Quantification of daily activity by analyzing step counters

The participants wore a pedometer (Fitbit Charge 2, Fitbit International Limited, Dublin, Irland) for seven consecutive days, and the step count of each day was calculated separately. The step count of an average week is considered to be representative of typical everyday activity, and the mean number of steps taken per day over 7 days was used for statistical analysis.

Cardiopulmonary exercise test

The participants were subjected to a ramp test on an electromagnetically braked bicycle ergometer (Excalibur SportR, Lode B.V., Groningen, Netherlands) and maximum oxygen uptake (VO2 max) or VO2 peak were determined. Two different ramp protocols were used. Briefly, the exercise test started with a 3-min warm-up period without resistance. The exact ramp protocol was selected depending on the training or fitness status of the participant, with the aim of reaching the maximum load after 15 min. Before the test, all participants were asked about their sports history. Participants with no systematic endurance training or competition experience completed a 2-way ramp: 3 min without load followed by a beginning load of 50 W, which was increased every 3 min by 25 W. From 100 W the increase was every 2 min by 25 W. Trained subjects started at 50 W after the 3-min warm-up period without load and increased by 50 W every 3 min. The test was performed until complete exhaustion.

Any one of the following criteria was used to verify exhaustion:(a) request of the participant due to extreme tiredness and/or perception of intense dyspnea; (b) reaching 85% of the maximum heart rate (HR) predicted by age (HR max); (c) attaining a peak respiratory exchange ratio RER > 1.1; (d) reaching the VO2 plateau even with increasing workload. Ventilatory and metabolic parameters were collected by respiration using Metalyzer 3-B (Cortex, Germany) and were analyzed. The average of the last 30 s of the test was used to determine VO2 peak.

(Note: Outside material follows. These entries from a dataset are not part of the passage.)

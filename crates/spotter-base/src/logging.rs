use log::{LevelFilter, Log, Metadata, Record};
use std::io::Write;
use std::time::{SystemTime, UNIX_EPOCH};

/// A logger that writes one line per record to stdout.
pub struct StdoutLogger;

impl Log for StdoutLogger {
    fn enabled(&self, _metadata: &Metadata) -> bool {
        true
    }

    fn log(&self, record: &Record) {
        let timestamp = format_timestamp();
        let file = record.file().unwrap_or("unknown");
        let line = record.line().unwrap_or(0);
        println!(
            "{} [{}] {}:{} - {}",
            timestamp,
            record.level(),
            file,
            line,
            record.args()
        );
    }

    fn flush(&self) {
        std::io::stdout().flush().ok();
    }
}

/// Format current time as YYYY-MM-DDTHH:MM:SS (UTC)
pub fn format_timestamp() -> String {
    let secs = SystemTime::now()
        .duration_since(UNIX_EPOCH)
        .unwrap_or_default()
        .as_secs();

    let days = secs / 86400;
    let time_of_day = secs % 86400;

    let (year, month, day) = civil_from_days(days as i64);

    let hours = time_of_day / 3600;
    let minutes = (time_of_day % 3600) / 60;
    let seconds = time_of_day % 60;

    format!("{year:04}-{month:02}-{day:02}T{hours:02}:{minutes:02}:{seconds:02}")
}

/// Convert days since Unix epoch to civil date (year, month, day)
/// Uses Howard Hinnant's algorithm (public domain)
/// http://howardhinnant.github.io/date_algorithms.html
fn civil_from_days(z: i64) -> (i64, u32, u32) {
    let z = z + 719468;
    let era = if z >= 0 { z } else { z - 146096 } / 146097;
    let doe = (z - era * 146097) as u32;
    let yoe = (doe - doe / 1460 + doe / 36524 - doe / 146096) / 365;
    let y = yoe as i64 + era * 400;
    let doy = doe - (365 * yoe + yoe / 4 - yoe / 100);
    let mp = (5 * doy + 2) / 153;
    let d = doy - (153 * mp + 2) / 5 + 1;
    let m = if mp < 10 { mp + 3 } else { mp - 9 };
    let y = if m <= 2 { y + 1 } else { y };
    (y, m, d)
}

/// Initialize the global logger with StdoutLogger
///
/// Debug builds log at Debug, release builds at Info. Can only be called
/// once per process; subsequent calls are silently ignored.
pub fn init_stdout_logger() {
    static LOGGER: StdoutLogger = StdoutLogger;

    let max_level = if cfg!(debug_assertions) {
        LevelFilter::Debug
    } else {
        LevelFilter::Info
    };

    if log::set_logger(&LOGGER).is_ok() {
        log::set_max_level(max_level);
    }
}

/// Log a fatal error and exit the process
#[macro_export]
macro_rules! log_fatal {
    ($($arg:tt)*) => {{
        log::error!($($arg)*);
        {
            use std::io::Write;
            let _ = std::io::stdout().flush();
        }
        std::process::exit(1);
    }};
}

#[cfg(test)]
mod tests {
    use super::*;

    #[test]
    fn test_civil_from_days_epoch() {
        let (y, m, d) = civil_from_days(0);
        assert_eq!((y, m, d), (1970, 1, 1));
    }

    #[test]
    fn test_civil_from_days_leap_year() {
        // Days from 1970-01-01 to 2000-02-29
        let (y, m, d) = civil_from_days(11016);
        assert_eq!((y, m, d), (2000, 2, 29));
    }

    #[test]
    fn test_format_timestamp_structure() {
        let ts = format_timestamp();
        assert_eq!(ts.len(), 19);
        assert_eq!(&ts[4..5], "-");
        assert_eq!(&ts[7..8], "-");
        assert_eq!(&ts[10..11], "T");
        assert_eq!(&ts[13..14], ":");
        assert_eq!(&ts[16..17], ":");
    }
}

Blood sampling and testing

Venous fasting blood samples (80 ml) were taken from each participant between the hours of 08:00–10:00 for further analysis. Fasting concentrations of glucose, HbA1c, total cholesterol, low-density lipoprotein (LDL), high-density lipoprotein (HDL), and triglycerides were measured directly by standard clinical laboratory methods by the laboratory of Synlab in Bad Nauheim (Germany).

Statistical analysis

Descriptive analyses were carried out on all study variables for the entire cohort. Data are presented as means ± standard deviation (SD). Comparisons between the group without and the group with subclinical atherosclerosis were performed using t tests on independent samples. The Levene test was used to determine the homogeneity of the variances. For homogeneous variants, the Student's t-test was performed. For a skewed distribution, the Welch test was used. The Shapiro–Wilk test was used to determine whether the samples were normally distributed. For non-normally distributed samples, the Mann–Whitney U test was used as a non-parametric method. Bivariate relations were analyzed using Pearson’s product–moment correlation coefficient. Multivariable stepwise regression analyses were carried out to explore possible linear associations. Statistical significance was set at p < 0.05 (two-tailed) for all measurements. All statistical analyses were performed using JASP for IOS, version 0.9.1 (JASP, Amsterdam, Netherlands).

Results

Cohort characteristics

The average age of the participants was 64 ± 4 years, ranging from 56 to 75 years. The cohort comprised 49 male participants and 30 females. Twenty-nine (36.7%) of all participants examined showed atherosclerotic changes of the carotid artery. Based on these results, the participants were divided into two groups, one with and one without subclinical atherosclerosis.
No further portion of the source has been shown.